Daekyung O&T is top player in animal oil sector for feeds. It is also engaged in exports and imports of oil and fat, vegetable oil refining, animal oil and fat rendering, and recoverable oil production.

Under the ownership of STIC Investments since 2017, Daekyung O&T carried out business overhaul and transformed into an environmentally-friendly energy company amid growing emphasis on green sector.

The company focused on bio diesel sector that is considered an alternative to fossil diesel fuel. It began to produce reusable raw materials by refining slaughtered by-products and waste edible oil that were all thrown away in the past.

Daekyung O&T commands about 50 percent in Korea¡¯s bio diesel market.
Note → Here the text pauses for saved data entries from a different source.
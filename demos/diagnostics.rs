//! Renders sample parameter banners and decoded-style vectors.
//!
//! Run with `cargo run --example diagnostics`. The snapshots are built
//! locally; in a real program they come from the encryption library's
//! context query interface.

use he_diag::display::{
    self, DEFAULT_MATRIX_PRINT_SIZE, DEFAULT_PRECISION, DEFAULT_PRINT_SIZE,
};
use he_diag::params::EncryptionParams;
use rand::Rng;
use tracing::info;

fn main() {
    tracing_subscriber::fmt::init();

    let bfv = EncryptionParams::bfv(8192, &[50, 30], 1_032_193);
    info!("BFV context");
    display::print_parameters(&bfv);
    info!(
        "plain_modulus in hex: {}",
        display::int_to_hex_string(1_032_193)
    );

    let ckks = EncryptionParams::ckks(16384, &[60, 40, 40, 60]);
    info!("CKKS context");
    display::print_parameters(&ckks);

    // A decoded-result-like vector: long enough that the middle is elided.
    let mut rng = rand::thread_rng();
    let slots: Vec<f64> = (0..64).map(|_| rng.gen_range(-1.0..1.0)).collect();
    info!("decoded slots, head/tail window of {DEFAULT_PRINT_SIZE}");
    display::print_vector(&slots, DEFAULT_PRINT_SIZE, DEFAULT_PRECISION);

    // Two batched rows, row-major.
    let row_size = 32;
    let matrix: Vec<f64> = (0..2 * row_size).map(|i| i as f64 * 0.5).collect();
    info!("batched rows, head/tail window of {DEFAULT_MATRIX_PRINT_SIZE}");
    display::print_matrix(&matrix, row_size, DEFAULT_MATRIX_PRINT_SIZE, DEFAULT_PRECISION);
}
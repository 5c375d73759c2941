//! Console diagnostics for homomorphic-encryption contexts.
//!
//! Companion utilities for example programs built on an HE library binding:
//! - parameter banner (scheme, ring degree, coefficient-modulus chain)
//! - truncated vector/matrix display for decoded results
//!
//! Nothing here is cryptographic. The crate consumes read-only snapshots
//! (scheme tag, modulus bit counts, decoded f64 slots) produced by the
//! encryption library and renders them for the console.

pub mod display;
pub mod params;

pub use display::{
    int_to_hex_string, print_matrix, print_parameters, print_vector, write_matrix,
    write_parameters, write_vector,
};
pub use params::{EncryptionParams, Modulus, Scheme};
Potential buyers are reviewing acquisition to enhance ESG portfolio in line with global trend. Companies at home and abroad are establishing long-term plans to reach carbon neutral goal, said an unnamed industry official, and demand for businesses Daekyung O&T are engaged in is projected to surge mid to long term.

According to Financial Supervisory Service data, last year, Daekyung O&T raised 16.5 billion won ($13.9 million) in operating income, up 300 percent from a year ago, on sales of 331.4 billion won, up 28 percent. Its cash flow also jumped 17 times from 1.5 billion won to 25.1 billion won over the same period.

Its earnings before interest, taxes, depreciation, and amortization (EBITDA) this year is estimated to reach 45 billion won.

Most of the oil refiners are interested in the sale, said another industry official who asked to be unnamed. STIC Investments has deemed it is the best time to cash out amid ESG emphasis.